**TASK OBJECTIVE**
Find every line below with the string "verbose" and pick it out.

**DATA SECTION**

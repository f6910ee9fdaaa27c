use serde::{Deserialize, Serialize};

use crate::graph::WaypointId;

/// A resolved route ready for the map renderer.
#[derive(Clone, Debug, PartialEq, Serialize, Deserialize)]
pub struct Route {
    pub from: WaypointId,
    pub to: WaypointId,
    /// Floor the route was filtered to; `None` keeps every floor.
    #[serde(default, skip_serializing_if = "Option::is_none")]
    pub floor: Option<i32>,
    /// Kept waypoint ids, start first.
    pub waypoints: Vec<WaypointId>,
    /// Pixel-space strokes `[x0,y0,x1,y1, x1,y1,x2,y2, ...]`.
    pub segments: Vec<f32>,
    /// Drawn length of `segments`.
    pub length: f32,
    pub expanded: u64,
}

impl Route {
    /// Stroke endpoints in emission order, duplicates included.
    pub fn points(&self) -> impl Iterator<Item = (f32, f32)> + '_ {
        self.segments.chunks_exact(2).map(|c| (c[0], c[1]))
    }

    pub fn segment_count(&self) -> usize {
        self.segments.len() / 4
    }

    pub fn is_empty(&self) -> bool {
        self.segments.is_empty()
    }
}
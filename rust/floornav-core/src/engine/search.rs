use std::collections::BinaryHeap;
use std::time::{Duration, Instant};

use aligned_vec::AVec;

use crate::graph::Graph;
use crate::options::SearchOptions;

use super::queue::QueueNode;

const NO_PARENT: u32 = u32::MAX;
// Deadline is polled every this many expansions.
const CLOCK_STRIDE: u64 = 256;

/// Per-search scratch table indexed by dense waypoint index.
///
/// Slots are stamped with a generation; bumping the generation resets every
/// slot to the neutral state (`g = 0`, `h = 0`, not visited, no parent)
/// without touching memory.
pub struct SearchContext {
    g: AVec<f32>,
    h: AVec<f32>,
    parent: AVec<u32>,
    visited: AVec<bool>,
    stamp: AVec<u32>,
    generation: u32,
    open: BinaryHeap<QueueNode>,
}

impl SearchContext {
    pub fn new(nodes: usize) -> Self {
        Self {
            g: AVec::__from_elem(64, 0.0, nodes),
            h: AVec::__from_elem(64, 0.0, nodes),
            parent: AVec::__from_elem(64, NO_PARENT, nodes),
            visited: AVec::__from_elem(64, false, nodes),
            stamp: AVec::__from_elem(64, 0, nodes),
            generation: 1,
            open: BinaryHeap::new(),
        }
    }

    pub fn reset(&mut self, nodes: usize) {
        if self.stamp.len() != nodes {
            *self = Self::new(nodes);
        } else {
            self.generation = self.generation.wrapping_add(1);
            if self.generation == 0 {
                self.stamp.fill(0);
                self.generation = 1;
            }
            self.open.clear();
        }
    }

    pub fn generation(&self) -> u32 { self.generation }

    pub fn capacity(&self) -> usize { self.stamp.len() }

    /// True once the node has been reached during the current search.
    #[inline(always)]
    pub fn is_discovered(&self, u: usize) -> bool {
        self.stamp.get(u).is_some_and(|&s| s == self.generation)
    }

    #[inline(always)]
    pub fn g(&self, u: usize) -> f32 {
        if self.is_discovered(u) { self.g[u] } else { 0.0 }
    }

    #[inline(always)]
    pub fn h(&self, u: usize) -> f32 {
        if self.is_discovered(u) { self.h[u] } else { 0.0 }
    }

    #[inline(always)]
    pub fn is_visited(&self, u: usize) -> bool {
        self.is_discovered(u) && self.visited[u]
    }

    #[inline(always)]
    pub fn came_from(&self, u: usize) -> Option<usize> {
        if !self.is_discovered(u) { return None; }
        match self.parent[u] {
            NO_PARENT => None,
            p => Some(p as usize),
        }
    }

    fn record(&mut self, u: usize, g: f32, h: f32, parent: Option<usize>) {
        if self.stamp[u] != self.generation {
            self.stamp[u] = self.generation;
            self.visited[u] = false;
        }
        self.g[u] = g;
        self.h[u] = h;
        self.parent[u] = parent.map(|p| p as u32).unwrap_or(NO_PARENT);
    }

    fn mark_visited(&mut self, u: usize) {
        self.visited[u] = true;
    }
}

#[derive(Clone, Debug, PartialEq)]
pub struct SearchOutcome {
    pub found: bool,
    pub expanded: u64,
    pub cost: f32,
    /// Why the search ended without reaching the goal.
    pub reason: Option<&'static str>,
}

impl SearchOutcome {
    fn failed(reason: &'static str, expanded: u64) -> Self {
        Self { found: false, expanded, cost: f32::INFINITY, reason: Some(reason) }
    }
}

/// Best-first search from `start` to `goal` (dense indices) using pixel
/// distance as both edge weight and heuristic. Leaves the came-from chain in
/// `ctx` for the caller to reconstruct.
pub fn astar(graph: &Graph, start: usize, goal: usize, options: &SearchOptions, ctx: &mut SearchContext) -> SearchOutcome {
    let n = graph.len();
    if start >= n || goal >= n {
        return SearchOutcome::failed("no-path", 0);
    }
    ctx.reset(n);

    let deadline = (options.timeout_ms > 0)
        .then(|| Instant::now() + Duration::from_millis(options.timeout_ms));
    let mut expanded: u64 = 0;
    let mut seq: u64 = 0;

    let h0 = graph.distance_at(start, goal);
    ctx.record(start, 0.0, h0, None);
    ctx.open.push(QueueNode::new(start as u32, 0.0, h0, seq));

    while let Some(qn) = ctx.open.pop() {
        let u = qn.idx as usize;
        // Discard stale duplicates
        if ctx.is_visited(u) || qn.g > ctx.g(u) { continue; }

        if u == goal {
            return SearchOutcome { found: true, expanded, cost: ctx.g(u), reason: None };
        }

        expanded += 1;
        if expanded > options.max_expansions {
            return SearchOutcome::failed("expansion-limit", expanded);
        }
        if let Some(deadline) = deadline {
            if expanded % CLOCK_STRIDE == 0 && Instant::now() >= deadline {
                return SearchOutcome::failed("timeout", expanded);
            }
        }

        ctx.mark_visited(u);
        let gu = ctx.g(u);
        for (v, w) in graph.adjacency().neighbors(qn.idx) {
            let v = v as usize;
            if ctx.is_visited(v) { continue; }
            let tentative_g = gu + w;
            if !ctx.is_discovered(v) || tentative_g < ctx.g(v) {
                let h = graph.distance_at(v, goal);
                ctx.record(v, tentative_g, h, Some(u));
                seq += 1;
                ctx.open.push(QueueNode::new(v as u32, tentative_g, h, seq));
            }
        }
    }

    SearchOutcome::failed("no-path", expanded)
}
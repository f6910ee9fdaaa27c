use floornav_core::{Route, WaypointId};
use serde::{Deserialize, Serialize};

#[derive(Debug, Clone, Serialize, Deserialize)]
pub struct RouteRequest {
    pub start: WaypointId,
    pub finish: WaypointId,
    #[serde(default = "default_floor")]
    pub floor: i32,
}

fn default_floor() -> i32 { 1 }

#[derive(Debug, Clone, Serialize, Deserialize)]
pub struct RouteResponse {
    pub found: bool,
    pub segments: Vec<f32>,
    pub waypoints: Vec<WaypointId>,
    pub length: f32,
    #[serde(default, skip_serializing_if = "Option::is_none")]
    pub reason: Option<String>,
}

impl RouteResponse {
    pub fn found(route: &Route) -> Self {
        Self {
            found: true,
            segments: route.segments.clone(),
            waypoints: route.waypoints.clone(),
            length: route.length,
            reason: None,
        }
    }

    pub fn not_found(reason: String) -> Self {
        Self { found: false, segments: Vec::new(), waypoints: Vec::new(), length: 0.0, reason: Some(reason) }
    }
}

#[derive(Debug, Clone, Deserialize)]
pub struct LengthQuery {
    pub start: WaypointId,
    pub finish: WaypointId,
}

#[derive(Debug, Clone, Serialize, Deserialize)]
pub struct LengthResponse {
    pub length: f32,
}

#[derive(Debug, Clone, Serialize, Deserialize)]
pub struct GraphSummary {
    pub waypoints: usize,
    pub levels: Vec<i32>,
    pub width: u32,
    pub height: u32,
}
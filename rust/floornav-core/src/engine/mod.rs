pub mod cache;
pub mod queue;
pub mod reconstruct;
pub mod search;

pub use cache::{PathCache, RouteKey};
pub use queue::QueueNode;
pub use reconstruct::{backtrack, encode_segments, filter_floor, polyline_length};
pub use search::{astar, SearchContext, SearchOutcome};
use std::fs::File;
use std::io::BufReader;
use std::path::PathBuf;
use std::sync::Arc;

use anyhow::{Context, Result};
use clap::{Parser, Subcommand};
use serde_json::json;
use tracing::{info, Level};
use tracing_subscriber::FmtSubscriber;

use floornav_core::{Graph, Navigator, SearchOptions, WaypointId};

#[derive(Parser, Debug)]
#[command(name = "floornav", version, about = "Query routes on an indoor waypoint graph")]
struct Args {
    /// Location document (map.json)
    #[arg(long = "graph", value_name = "PATH")]
    graph: PathBuf,

    /// Stop a search after this many expanded waypoints
    #[arg(long = "max-expansions", value_name = "N")]
    max_expansions: Option<u64>,

    /// Search deadline in milliseconds (0 disables)
    #[arg(long = "timeout-ms", value_name = "MS")]
    timeout_ms: Option<u64>,

    /// Log at debug level
    #[arg(short, long)]
    verbose: bool,

    #[command(subcommand)]
    command: Command,
}

#[derive(Subcommand, Debug)]
enum Command {
    /// Drawable segments between two waypoints on one floor
    Route {
        #[arg(long)]
        start: WaypointId,
        #[arg(long)]
        finish: WaypointId,
        #[arg(long, default_value_t = 1)]
        floor: i32,
    },
    /// Walking length of the full route across floors
    Length {
        #[arg(long)]
        start: WaypointId,
        #[arg(long)]
        finish: WaypointId,
    },
    /// A single waypoint with its metadata
    Waypoint {
        #[arg(long)]
        id: WaypointId,
    },
    /// Floors of the location, or the waypoints of one floor
    Levels {
        #[arg(long)]
        level: Option<i32>,
    },
}

impl Args {
    fn search_options(&self) -> SearchOptions {
        let mut options = SearchOptions::default();
        if let Some(n) = self.max_expansions { options.max_expansions = n; }
        if let Some(ms) = self.timeout_ms { options.timeout_ms = ms; }
        options
    }
}

fn run(args: &Args) -> Result<serde_json::Value> {
    let file = File::open(&args.graph).with_context(|| format!("failed to open {:?}", args.graph))?;
    let graph = Graph::from_reader(BufReader::new(file))
        .with_context(|| format!("failed to load graph from {:?}", args.graph))?;
    let mut nav = Navigator::with_options(Arc::new(graph), args.search_options());

    let out = match &args.command {
        Command::Route { start, finish, floor } => match nav.route(*start, *finish, *floor) {
            Ok(route) => serde_json::to_value(route.as_ref())?,
            Err(e) if e.is_no_path() => json!({ "found": false, "reason": e.to_string(), "segments": [] }),
            Err(e) => return Err(e.into()),
        },
        Command::Length { start, finish } => {
            let length = nav.route_length(*start, *finish)?;
            json!({ "start": start, "finish": finish, "length": length })
        }
        Command::Waypoint { id } => serde_json::to_value(nav.waypoint(*id)?)?,
        Command::Levels { level: Some(level) } => {
            let on_level: Vec<_> = nav.graph().waypoints_on_level(*level).collect();
            serde_json::to_value(on_level)?
        }
        Command::Levels { level: None } => serde_json::to_value(nav.graph().levels())?,
    };
    Ok(out)
}

fn main() -> Result<()> {
    let args = Args::parse();
    let level = if args.verbose { Level::DEBUG } else { Level::WARN };
    let subscriber = FmtSubscriber::builder().with_max_level(level).with_writer(std::io::stderr).finish();
    let _ = tracing::subscriber::set_global_default(subscriber);
    info!(?args, "starting floornav");

    let out = run(&args)?;
    println!("{}", serde_json::to_string_pretty(&out)?);
    Ok(())
}
use serde::{Deserialize, Serialize};

pub type WaypointId = u32;

/// Descriptive fields carried through untouched for marker callouts.
#[derive(Clone, Debug, Default, PartialEq, Serialize, Deserialize)]
pub struct WaypointMeta {
    #[serde(default, skip_serializing_if = "Option::is_none")]
    pub name: Option<String>,
    #[serde(default, skip_serializing_if = "Option::is_none")]
    pub description: Option<String>,
    #[serde(rename = "type", default, skip_serializing_if = "Option::is_none")]
    pub kind: Option<String>,
    #[serde(default, skip_serializing_if = "Option::is_none")]
    pub mac: Option<String>,
    #[serde(rename = "photoUrls", default, skip_serializing_if = "Vec::is_empty")]
    pub photo_urls: Vec<String>,
}

/// One "dot" of the location document.
#[derive(Clone, Debug, PartialEq, Serialize, Deserialize)]
pub struct Waypoint {
    pub id: WaypointId,
    /// Normalized to the full map bitmap width.
    pub x: f32,
    /// Normalized to the full map bitmap height.
    pub y: f32,
    pub level: i32,
    #[serde(rename = "connected")]
    pub neighbors: Vec<WaypointId>,
    #[serde(flatten)]
    pub meta: WaypointMeta,
}

impl Waypoint {
    pub fn new(id: WaypointId, x: f32, y: f32, level: i32, neighbors: Vec<WaypointId>) -> Self {
        Self { id, x, y, level, neighbors, meta: WaypointMeta::default() }
    }
}

/// The per-location graph description as shipped in `map.json`.
#[derive(Clone, Debug, PartialEq, Serialize, Deserialize)]
pub struct GraphDocument {
    pub width: u32,
    pub height: u32,
    pub dots: Vec<Waypoint>,
}
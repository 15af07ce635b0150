//! Application configuration (config.toml)

use anyhow::{bail, Context, Result};
use chrono::{FixedOffset, Local};
use di_log_analyzer::{AnalyzerConfig, ReportOptions};
use serde::{Deserialize, Serialize};
use std::fs;
use std::path::{Path, PathBuf};

/// Main application configuration (loaded from config.toml)
#[derive(Debug, Clone, Default, Deserialize, Serialize)]
pub struct AppConfig {
    #[serde(default)]
    pub input: InputConfig,
    #[serde(default)]
    pub output: OutputConfig,
    #[serde(default)]
    pub report: ReportConfig,
    #[serde(default)]
    pub cache: CacheConfig,
}

#[derive(Debug, Clone, Deserialize, Serialize)]
pub struct InputConfig {
    #[serde(default = "default_data_dir")]
    pub data_dir: PathBuf,
    /// File prefixes and pin count
    #[serde(flatten)]
    pub analyzer: AnalyzerConfig,
}

impl Default for InputConfig {
    fn default() -> Self {
        Self {
            data_dir: default_data_dir(),
            analyzer: AnalyzerConfig::default(),
        }
    }
}

fn default_data_dir() -> PathBuf {
    PathBuf::from("data")
}

#[derive(Debug, Clone, Deserialize, Serialize)]
pub struct OutputConfig {
    #[serde(default = "default_output_dir")]
    pub output_dir: PathBuf,
}

impl Default for OutputConfig {
    fn default() -> Self {
        Self {
            output_dir: default_output_dir(),
        }
    }
}

fn default_output_dir() -> PathBuf {
    PathBuf::from("output")
}

#[derive(Debug, Clone, Default, Deserialize, Serialize)]
pub struct ReportConfig {
    /// Render pins without telemetry using sentinels
    #[serde(default)]
    pub show_unmatched: bool,
    /// Display offset in hours; the machine's local offset when unset
    pub utc_offset_hours: Option<i32>,
}

#[derive(Debug, Clone, Default, Deserialize, Serialize)]
pub struct CacheConfig {
    /// Preprocessed topology file; `<data_dir>/preprocessed_data.json` when unset
    pub path: Option<PathBuf>,
}

impl AppConfig {
    /// Where the preprocessed topology lives
    pub fn cache_path(&self) -> PathBuf {
        self.cache
            .path
            .clone()
            .unwrap_or_else(|| self.input.data_dir.join("preprocessed_data.json"))
    }

    /// Report options derived from the `[report]` table
    pub fn report_options(&self) -> Result<ReportOptions> {
        let offset = match self.report.utc_offset_hours {
            Some(hours) => match hours.checked_mul(3600).and_then(FixedOffset::east_opt) {
                Some(offset) => offset,
                None => bail!("utc_offset_hours out of range: {}", hours),
            },
            None => *Local::now().offset(),
        };

        Ok(ReportOptions::new()
            .with_show_unmatched(self.report.show_unmatched)
            .with_utc_offset(offset))
    }
}

/// Load configuration from a TOML file
pub fn load_config(path: &Path) -> Result<AppConfig> {
    let content = fs::read_to_string(path)
        .with_context(|| format!("Failed to read config file: {:?}", path))?;

    let config: AppConfig = toml::from_str(&content)
        .with_context(|| format!("Failed to parse config file: {:?}", path))?;

    config
        .input
        .analyzer
        .validate()
        .with_context(|| format!("Invalid [input] section in {:?}", path))?;

    Ok(config)
}
//! Core types for the DI log analyzer library
//!
//! This module defines the records the analyzer consumes (telemetry events and the
//! static device/area/equipment topology) together with the library error type.
//! Wire shapes follow the JSON exports of the connect platform; field renames keep
//! the Rust names readable while still round-tripping the original documents.

use chrono::{DateTime, FixedOffset, Utc};
use serde::{Deserialize, Serialize};
use std::collections::BTreeMap;
use std::fmt;
use std::path::PathBuf;

/// Milliseconds since the Unix epoch, as carried by every telemetry document
pub type EpochMillis = i64;

/// Result type for analyzer operations
pub type Result<T> = std::result::Result<T, AnalyzerError>;

/// Errors that can occur while loading or preparing analyzer input
///
/// The reduction engine, duplicate detector and formatter never fail: lookup
/// misses and empty time ranges are rendered as sentinels instead.
#[derive(Debug, thiserror::Error)]
pub enum AnalyzerError {
    #[error("Required input file not found: {0:?}")]
    MissingInput(PathBuf),

    #[error("No telemetry files starting with '{prefix}' in {dir:?}")]
    NoTelemetryFiles { dir: PathBuf, prefix: String },

    #[error("Failed to parse JSON file {path:?}: {source}")]
    JsonParse {
        path: PathBuf,
        #[source]
        source: serde_json::Error,
    },

    #[error("Invalid configuration: {0}")]
    InvalidConfig(String),

    #[error("IO error: {0}")]
    Io(#[from] std::io::Error),
}

/// Convert an epoch-millisecond value into a UTC datetime
///
/// Values outside chrono's representable range yield `None`.
pub fn to_datetime(millis: EpochMillis) -> Option<DateTime<Utc>> {
    DateTime::from_timestamp_millis(millis)
}

/// Convert an epoch-millisecond value into a datetime at a fixed offset
pub fn to_local_datetime(millis: EpochMillis, offset: &FixedOffset) -> Option<DateTime<FixedOffset>> {
    to_datetime(millis).map(|utc| utc.with_timezone(offset))
}

/// Source block of a telemetry document
#[derive(Debug, Clone, PartialEq, Serialize, Deserialize)]
#[serde(rename_all = "camelCase")]
pub struct PayloadSource {
    pub gateway_id: String,
    pub communication_equipment_id: String,
    /// Human-readable "gateway/equipment" label
    #[serde(default)]
    pub channel: String,
}

/// One telemetry document as exported by the platform
///
/// `data` holds the `DI<n>` keys; anything else in it is ignored.
#[derive(Debug, Clone, PartialEq, Serialize, Deserialize)]
pub struct TelemetryPayload {
    pub source: PayloadSource,
    #[serde(default)]
    pub data: serde_json::Map<String, serde_json::Value>,
    pub timestamp: EpochMillis,
}

impl TelemetryPayload {
    /// Flatten the document into an event carrying `pin_count` pin states
    ///
    /// See [`pin_state`] for how raw JSON values are read.
    pub fn into_event(self, pin_count: usize) -> TelemetryEvent {
        let pin_states = (0..pin_count)
            .map(|pin| pin_state(self.data.get(&pin_label(pin))))
            .collect();

        TelemetryEvent {
            source_channel: self.source.channel,
            gateway_id: self.source.gateway_id,
            equipment_id: self.source.communication_equipment_id,
            timestamp: self.timestamp,
            pin_states,
        }
    }
}

/// Pin value for a present reading that is neither 0 nor 1
pub const NON_BINARY_STATE: i64 = -1;

/// Read a raw `DI<n>` value as an integer pin state
///
/// Numbers keep their value (`1.0` is 1, `0.0` is 0) and booleans map to 1/0.
/// Any other present value (a string, a fraction) reads as
/// [`NON_BINARY_STATE`]: it counts as activation for the not-working report but
/// never as "active" for last-active-time. An absent key or `null` reads as 0.
pub fn pin_state(value: Option<&serde_json::Value>) -> i64 {
    use serde_json::Value;

    match value {
        None | Some(Value::Null) => 0,
        Some(Value::Bool(flag)) => i64::from(*flag),
        Some(Value::Number(number)) => match number.as_i64() {
            Some(n) => n,
            None => match number.as_f64() {
                Some(f) if f == 0.0 => 0,
                Some(f) if f == 1.0 => 1,
                _ => NON_BINARY_STATE,
            },
        },
        Some(_) => NON_BINARY_STATE,
    }
}

/// Label of a logical digital-input pin (`DI<n>`)
pub fn pin_label(pin: usize) -> String {
    format!("DI{}", pin)
}

/// A single received telemetry message, already flattened for the engine
#[derive(Debug, Clone, PartialEq, Eq)]
pub struct TelemetryEvent {
    /// Human-readable "gateway/equipment" label
    pub source_channel: String,
    pub gateway_id: String,
    pub equipment_id: String,
    pub timestamp: EpochMillis,
    /// Raw pin values addressed by index, `pin_states[i]` is `DI<i>`
    pub pin_states: Vec<i64>,
}

impl TelemetryEvent {
    /// Build an event from explicit pin values
    pub fn new(
        gateway_id: impl Into<String>,
        equipment_id: impl Into<String>,
        timestamp: EpochMillis,
        pin_states: Vec<i64>,
    ) -> Self {
        let gateway_id = gateway_id.into();
        let equipment_id = equipment_id.into();
        Self {
            source_channel: format!("{}/{}", gateway_id, equipment_id),
            gateway_id,
            equipment_id,
            timestamp,
            pin_states,
        }
    }

    /// Builder method: override the display channel
    pub fn with_channel(mut self, channel: impl Into<String>) -> Self {
        self.source_channel = channel.into();
        self
    }

    /// Raw value of a pin, 0 when the event carries fewer pins
    pub fn pin_value(&self, pin: usize) -> i64 {
        self.pin_states.get(pin).copied().unwrap_or(0)
    }
}

/// Display light code attached to a device signal pin
#[derive(Debug, Clone, Copy, PartialEq, Eq, Hash, Default, Serialize, Deserialize)]
#[serde(from = "String", into = "String")]
pub enum LightStatus {
    /// `G`: machine running
    Running,
    /// `R`: machine stopped
    Stopped,
    /// `O`: machine in an abnormal state
    Abnormal,
    /// `B`: no light assigned, also the sentinel for unmatched rows
    #[default]
    Unknown,
}

impl LightStatus {
    /// Single-letter code used in the exports and in reports
    pub fn code(&self) -> &'static str {
        match self {
            LightStatus::Running => "G",
            LightStatus::Stopped => "R",
            LightStatus::Abnormal => "O",
            LightStatus::Unknown => "B",
        }
    }

    /// Parse a light code; anything unrecognised is `Unknown`
    pub fn from_code(code: &str) -> Self {
        match code {
            "G" => LightStatus::Running,
            "R" => LightStatus::Stopped,
            "O" => LightStatus::Abnormal,
            _ => LightStatus::Unknown,
        }
    }
}

impl From<String> for LightStatus {
    fn from(code: String) -> Self {
        LightStatus::from_code(&code)
    }
}

impl From<LightStatus> for String {
    fn from(light: LightStatus) -> Self {
        light.code().to_string()
    }
}

impl fmt::Display for LightStatus {
    fn fmt(&self, f: &mut fmt::Formatter<'_>) -> fmt::Result {
        f.write_str(self.code())
    }
}

/// A physical signal wired to a device
#[derive(Debug, Clone, PartialEq, Serialize, Deserialize)]
pub struct DeviceSignal {
    /// Physical pin label, usually `R<n>`
    pub pin: String,
    #[serde(default)]
    pub state: String,
    #[serde(default)]
    pub light: LightStatus,
    #[serde(default)]
    pub note: String,
    #[serde(default)]
    pub uuid: String,
}

impl DeviceSignal {
    pub fn new(pin: impl Into<String>, light: LightStatus) -> Self {
        Self {
            pin: pin.into(),
            state: String::new(),
            light,
            note: String::new(),
            uuid: String::new(),
        }
    }

    /// Telemetry label of this pin: `R<n>` becomes `DI<n>`, other shapes are kept
    pub fn telemetry_pin(&self) -> String {
        match self.pin.strip_prefix('R') {
            Some(rest) => format!("DI{}", rest),
            None => self.pin.clone(),
        }
    }
}

/// A machine from the device catalog
#[derive(Debug, Clone, PartialEq, Serialize, Deserialize)]
#[serde(rename_all = "camelCase")]
pub struct Device {
    #[serde(rename = "_id", default)]
    pub id: String,
    pub name: String,
    #[serde(default)]
    pub area_id: String,
    pub gateway_id: String,
    #[serde(rename = "communicationEquipmentId")]
    pub equipment_id: String,
    #[serde(default)]
    pub model: String,
    #[serde(rename = "signal", default)]
    pub signals: Vec<DeviceSignal>,
    #[serde(default)]
    pub updated_at: EpochMillis,
}

impl Device {
    pub fn new(
        name: impl Into<String>,
        gateway_id: impl Into<String>,
        equipment_id: impl Into<String>,
    ) -> Self {
        Self {
            id: String::new(),
            name: name.into(),
            area_id: String::new(),
            gateway_id: gateway_id.into(),
            equipment_id: equipment_id.into(),
            model: String::new(),
            signals: Vec::new(),
            updated_at: 0,
        }
    }

    /// Builder method: set the area
    pub fn with_area(mut self, area_id: impl Into<String>) -> Self {
        self.area_id = area_id.into();
        self
    }

    /// Builder method: append a signal pin
    pub fn with_signal(mut self, pin: impl Into<String>, light: LightStatus) -> Self {
        self.signals.push(DeviceSignal::new(pin, light));
        self
    }

    /// Builder method: set the last catalog update time
    pub fn with_updated_at(mut self, millis: EpochMillis) -> Self {
        self.updated_at = millis;
        self
    }

    /// Key of the communication channel this device hangs off
    pub fn channel_key(&self) -> (&str, &str) {
        (&self.gateway_id, &self.equipment_id)
    }
}

/// Area entry inside a map document
#[derive(Debug, Clone, PartialEq, Serialize, Deserialize)]
pub struct AreaEntry {
    pub name: String,
}

/// A site map document holding a set of areas
#[derive(Debug, Clone, PartialEq, Serialize, Deserialize)]
pub struct ConnectMap {
    #[serde(rename = "_id", default)]
    pub id: String,
    #[serde(rename = "areasMap", default)]
    pub areas_map: BTreeMap<String, AreaEntry>,
}

/// A communication equipment record
#[derive(Debug, Clone, PartialEq, Serialize, Deserialize)]
pub struct CommunicationEquipment {
    #[serde(rename = "_id")]
    pub id: String,
    #[serde(default)]
    pub name: String,
}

**SOLUTION FOR THIS PROBLEM**
    verbose: bool,
    let level = if args.verbose { Level::DEBUG } else { Level::WARN };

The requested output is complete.